### Directions for this task
The response must consist of the complete listing below, reproduced without alteration.

+ + + + + + +

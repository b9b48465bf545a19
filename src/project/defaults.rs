//! @acp:module "Default Coercion"
//! @acp:summary "Truthiness and numeric rules of the source dialect for declared defaults"
//! @acp:domain schema
//! @acp:layer utility

use serde_json::{Number, Value};

use super::types::{ArgType, Scalar};

/// Source-dialect truthiness: null, false, 0, NaN and "" are falsy
pub fn is_truthy(value: &Value) -> bool {
    match value {
        Value::Null => false,
        Value::Bool(b) => *b,
        Value::Number(n) => n.as_f64().map(|f| f != 0.0 && !f.is_nan()).unwrap_or(true),
        Value::String(s) => !s.is_empty(),
        Value::Array(_) | Value::Object(_) => true,
    }
}

/// Source-dialect numeric conversion; `None` where it would yield NaN or infinity
pub fn to_number(value: &Value) -> Option<f64> {
    let n = match value {
        Value::Null => 0.0,
        Value::Bool(b) => f64::from(u8::from(*b)),
        Value::Number(n) => n.as_f64()?,
        Value::String(s) => parse_numeric_string(s)?,
        Value::Array(items) => match items.as_slice() {
            [] => 0.0,
            [single] if !matches!(single, Value::Array(_) | Value::Object(_)) => {
                to_number(single)?
            }
            _ => return None,
        },
        Value::Object(_) => return None,
    };
    n.is_finite().then_some(n)
}

fn parse_numeric_string(s: &str) -> Option<f64> {
    let s = s.trim();
    if s.is_empty() {
        return Some(0.0);
    }
    let (negative, digits) = match s.strip_prefix('-') {
        Some(rest) => (true, rest),
        None => (false, s.strip_prefix('+').unwrap_or(s)),
    };
    let radix = match digits.get(..2) {
        Some("0x") | Some("0X") => Some(16),
        Some("0o") | Some("0O") => Some(8),
        Some("0b") | Some("0B") => Some(2),
        _ => None,
    };
    if let Some(radix) = radix {
        // signed prefixed literals are NaN in the dialect
        if negative || s.starts_with('+') {
            return None;
        }
        return u64::from_str_radix(&digits[2..], radix).ok().map(|n| n as f64);
    }
    // reject Rust-only spellings such as "inf" and "nan"
    if !digits.starts_with(|c: char| c.is_ascii_digit() || c == '.') {
        return None;
    }
    s.parse::<f64>().ok()
}

/// @acp:summary "Coerce a declared default to the native form of its argument type"
///
/// Float targets take the numeric value or drop the default. Boolean targets
/// accept `true`, `"true"` and `"1"` as true. Everything else is kept as is.
/// Applying it to its own output returns the same value.
pub fn coerce_default(value: &Value, ty: &ArgType) -> Option<Value> {
    if ty.is_scalar(Scalar::Float) {
        let n = to_number(value)?;
        return Number::from_f64(n).map(Value::Number);
    }
    if ty.is_scalar(Scalar::Boolean) {
        let t = matches!(value, Value::Bool(true))
            || matches!(value.as_str(), Some("true") | Some("1"));
        return Some(Value::Bool(t));
    }
    Some(value.clone())
}

#[cfg(test)]
mod tests {
    use super::*;
    use serde_json::json;

    #[test]
    fn test_truthiness() {
        for v in [json!(null), json!(false), json!(0), json!(0.0), json!("")] {
            assert!(!is_truthy(&v), "{} should be falsy", v);
        }
        for v in [json!(true), json!(1), json!("0"), json!("false"), json!([]), json!({})] {
            assert!(is_truthy(&v), "{} should be truthy", v);
        }
    }

    #[test]
    fn test_to_number() {
        assert_eq!(to_number(&json!("10")), Some(10.0));
        assert_eq!(to_number(&json!(" 2.5 ")), Some(2.5));
        assert_eq!(to_number(&json!("0x10")), Some(16.0));
        assert_eq!(to_number(&json!(true)), Some(1.0));
        assert_eq!(to_number(&json!(["7"])), Some(7.0));
        assert_eq!(to_number(&json!("1m")), None);
        assert_eq!(to_number(&json!("inf")), None);
        assert_eq!(to_number(&json!({})), None);
    }

    #[test]
    fn test_float_coercion_drops_non_numeric() {
        let float = ArgType::Scalar(Scalar::Float);
        assert_eq!(coerce_default(&json!("30"), &float), Some(json!(30.0)));
        assert_eq!(coerce_default(&json!("1s"), &float), None);
    }

    #[test]
    fn test_boolean_coercion() {
        let boolean = ArgType::Scalar(Scalar::Boolean);
        assert_eq!(coerce_default(&json!("true"), &boolean), Some(json!(true)));
        assert_eq!(coerce_default(&json!("1"), &boolean), Some(json!(true)));
        assert_eq!(coerce_default(&json!(true), &boolean), Some(json!(true)));
        assert_eq!(coerce_default(&json!("yes"), &boolean), Some(json!(false)));
        assert_eq!(coerce_default(&json!(1), &boolean), Some(json!(false)));
    }

    #[test]
    fn test_coercion_is_idempotent() {
        let cases = [
            (json!("30"), ArgType::Scalar(Scalar::Float)),
            (json!("1"), ArgType::Scalar(Scalar::Boolean)),
            (json!("open"), ArgType::Scalar(Scalar::String)),
            (json!(["a", "b"]), ArgType::Scalar(Scalar::Json)),
        ];
        for (value, ty) in cases {
            let once = coerce_default(&value, &ty).unwrap();
            assert_eq!(coerce_default(&once, &ty), Some(once.clone()));
        }
    }
}
use chrono::{DateTime, Utc};
use serde::{Deserialize, Serialize};

use crate::types::{OperationalPhase, SessionId, Side, Trade, TradeId};

/// Serialized subset of an open trade
#[derive(Debug, Clone, PartialEq, Serialize, Deserialize)]
pub struct SnapshotTrade {
    /// None for orphans that were still waiting for a session
    pub internal_id: Option<TradeId>,
    pub symbol: String,
    pub side: Side,
    pub quantity: f64,
    pub entry_price: f64,
}

impl From<&Trade> for SnapshotTrade {
    fn from(trade: &Trade) -> Self {
        Self {
            internal_id: Some(trade.internal_id),
            symbol: trade.symbol.clone(),
            side: trade.side,
            quantity: trade.quantity,
            entry_price: trade.entry_price,
        }
    }
}

/// On-disk checkpoint. Overwritten on every transition and heartbeat, and
/// deliberately never touched at crash time.
#[derive(Debug, Clone, PartialEq, Serialize, Deserialize)]
pub struct StateSnapshot {
    /// Kept as written so that legacy phase names survive a load/save cycle;
    /// interpret through `phase()`
    pub operational_phase: String,
    #[serde(default)]
    pub active_trades: Vec<SnapshotTrade>,
    #[serde(default)]
    pub is_running: bool,
    #[serde(default)]
    pub stopped_manually: bool,
    #[serde(default)]
    pub crash_recovery_needed: bool,
    #[serde(default)]
    pub session_id: Option<SessionId>,
    pub last_save_time: DateTime<Utc>,
}

impl StateSnapshot {
    pub fn new(
        phase: OperationalPhase,
        active_trades: Vec<SnapshotTrade>,
        session_id: Option<SessionId>,
    ) -> Self {
        Self {
            operational_phase: phase.as_str().to_string(),
            active_trades,
            is_running: false,
            stopped_manually: false,
            crash_recovery_needed: false,
            session_id,
            last_save_time: Utc::now(),
        }
    }

    pub fn phase(&self) -> OperationalPhase {
        OperationalPhase::normalize(&self.operational_phase)
    }

    /// (was running OR crash flagged) AND NOT stopped manually
    pub fn should_auto_restart(&self) -> bool {
        (self.is_running || self.crash_recovery_needed) && !self.stopped_manually
    }
}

+ + + + + + +

### Task answer
repository b9b48465bf545a19
filename src/project/defaults.rs
//! @acp:module "Default Coercion"
//! @acp:summary "Truthiness and numeric rules of the source dialect for declared defaults"
//! @acp:domain schema
//! @acp:layer utility

use serde_json::{Number, Value};

use super::types::{ArgType, Scalar};

/// Source-dialect truthiness: null, false, 0, NaN and "" are falsy
pub fn is_truthy(value: &Value) -> bool {
    match value {
        Value::Null => false,
        Value::Bool(b) => *b,
        Value::Number(n) => n.as_f64().map(|f| f != 0.0 && !f.is_nan()).unwrap_or(true),
        Value::String(s) => !s.is_empty(),
        Value::Array(_) | Value::Object(_) => true,
    }
}

/// Source-dialect numeric conversion; `None` where it would yield NaN or infinity
pub fn to_number(value: &Value) -> Option<f64> {
    let n = match value {
        Value::Null => 0.0,
        Value::Bool(b) => f64::from(u8::from(*b)),
        Value::Number(n) => n.as_f64()?,
        Value::String(s) => parse_numeric_string(s)?,
        Value::Array(items) => match items.as_slice() {
            [] => 0.0,
            [single] if !matches!(single, Value::Array(_) | Value::Object(_)) => {
                to_number(single)?
            }
            _ => return None,
        },
        Value::Object(_) => return None,
    };
    n.is_finite().then_some(n)
}

fn parse_numeric_string(s: &str) -> Option<f64> {
    let s = s.trim();
    if s.is_empty() {
        return Some(0.0);
    }
    let (negative, digits) = match s.strip_prefix('-') {
        Some(rest) => (true, rest),
        None => (false, s.strip_prefix('+').unwrap_or(s)),
    };
    let radix = match digits.get(..2) {
        Some("0x") | Some("0X") => Some(16),
        Some("0o") | Some("0O") => Some(8),
        Some("0b") | Some("0B") => Some(2),
        _ => None,
    };
    if let Some(radix) = radix {
        // signed prefixed literals are NaN in the dialect
        if negative || s.starts_with('+') {
            return None;
        }
        return u64::from_str_radix(&digits[2..], radix).ok().map(|n| n as f64);
    }
    // reject Rust-only spellings such as "inf" and "nan"
    if !digits.starts_with(|c: char| c.is_ascii_digit() || c == '.') {
        return None;
    }
    s.parse::<f64>().ok()
}

/// @acp:summary "Coerce a declared default to the native form of its argument type"
///
/// Float targets take the numeric value or drop the default. Boolean targets
/// accept `true`, `"true"` and `"1"` as true. Everything else is kept as is.
/// Applying it to its own output returns the same value.
pub fn coerce_default(value: &Value, ty: &ArgType) -> Option<Value> {
    if ty.is_scalar(Scalar::Float) {
        let n = to_number(value)?;
        return Number::from_f64(n).map(Value::Number);
    }
    if ty.is_scalar(Scalar::Boolean) {
        let t = matches!(value, Value::Bool(true))
            || matches!(value.as_str(), Some("true") | Some("1"));
        return Some(Value::Bool(t));
    }
    Some(value.clone())
}

#[cfg(test)]
mod tests {
    use super::*;
    use serde_json::json;

    #[test]
    fn test_truthiness() {
        for v in [json!(null), json!(false), json!(0), json!(0.0), json!("")] {
            assert!(!is_truthy(&v), "{} should be falsy", v);
        }
        for v in [json!(true), json!(1), json!("0"), json!("false"), json!([]), json!({})] {
            assert!(is_truthy(&v), "{} should be truthy", v);
        }
    }

    #[test]
    fn test_to_number() {
        assert_eq!(to_number(&json!("10")), Some(10.0));
        assert_eq!(to_number(&json!(" 2.5 ")), Some(2.5));
        assert_eq!(to_number(&json!("0x10")), Some(16.0));
        assert_eq!(to_number(&json!(true)), Some(1.0));
        assert_eq!(to_number(&json!(["7"])), Some(7.0));
        assert_eq!(to_number(&json!("1m")), None);
        assert_eq!(to_number(&json!("inf")), None);
        assert_eq!(to_number(&json!({})), None);
    }

    #[test]
    fn test_float_coercion_drops_non_numeric() {
        let float = ArgType::Scalar(Scalar::Float);
        assert_eq!(coerce_default(&json!("30"), &float), Some(json!(30.0)));
        assert_eq!(coerce_default(&json!("1s"), &float), None);
    }

    #[test]
    fn test_boolean_coercion() {
        let boolean = ArgType::Scalar(Scalar::Boolean);
        assert_eq!(coerce_default(&json!("true"), &boolean), Some(json!(true)));
        assert_eq!(coerce_default(&json!("1"), &boolean), Some(json!(true)));
        assert_eq!(coerce_default(&json!(true), &boolean), Some(json!(true)));
        assert_eq!(coerce_default(&json!("yes"), &boolean), Some(json!(false)));
        assert_eq!(coerce_default(&json!(1), &boolean), Some(json!(false)));
    }

    #[test]
    fn test_coercion_is_idempotent() {
        let cases = [
            (json!("30"), ArgType::Scalar(Scalar::Float)),
            (json!("1"), ArgType::Scalar(Scalar::Boolean)),
            (json!("open"), ArgType::Scalar(Scalar::String)),
            (json!(["a", "b"]), ArgType::Scalar(Scalar::Json)),
        ];
        for (value, ty) in cases {
            let once = coerce_default(&value, &ty).unwrap();
            assert_eq!(coerce_default(&once, &ty), Some(once.clone()));
        }
    }
}
use chrono::{DateTime, Utc};
use serde::{Deserialize, Serialize};

use crate::types::{OperationalPhase, SessionId, Side, Trade, TradeId};

/// Serialized subset of an open trade
#[derive(Debug, Clone, PartialEq, Serialize, Deserialize)]
pub struct SnapshotTrade {
    /// None for orphans that were still waiting for a session
    pub internal_id: Option<TradeId>,
    pub symbol: String,
    pub side: Side,
    pub quantity: f64,
    pub entry_price: f64,
}

impl From<&Trade> for SnapshotTrade {
    fn from(trade: &Trade) -> Self {
        Self {
            internal_id: Some(trade.internal_id),
            symbol: trade.symbol.clone(),
            side: trade.side,
            quantity: trade.quantity,
            entry_price: trade.entry_price,
        }
    }
}

/// On-disk checkpoint. Overwritten on every transition and heartbeat, and
/// deliberately never touched at crash time.
#[derive(Debug, Clone, PartialEq, Serialize, Deserialize)]
pub struct StateSnapshot {
    /// Kept as written so that legacy phase names survive a load/save cycle;
    /// interpret through `phase()`
    pub operational_phase: String,
    #[serde(default)]
    pub active_trades: Vec<SnapshotTrade>,
    #[serde(default)]
    pub is_running: bool,
    #[serde(default)]
    pub stopped_manually: bool,
    #[serde(default)]
    pub crash_recovery_needed: bool,
    #[serde(default)]
    pub session_id: Option<SessionId>,
    pub last_save_time: DateTime<Utc>,
}

impl StateSnapshot {
    pub fn new(
        phase: OperationalPhase,
        active_trades: Vec<SnapshotTrade>,
        session_id: Option<SessionId>,
    ) -> Self {
        Self {
            operational_phase: phase.as_str().to_string(),
            active_trades,
            is_running: false,
            stopped_manually: false,
            crash_recovery_needed: false,
            session_id,
            last_save_time: Utc::now(),
        }
    }

    pub fn phase(&self) -> OperationalPhase {
        OperationalPhase::normalize(&self.operational_phase)
    }

    /// (was running OR crash flagged) AND NOT stopped manually
    pub fn should_auto_restart(&self) -> bool {
        (self.is_running || self.crash_recovery_needed) && !self.stopped_manually
    }
}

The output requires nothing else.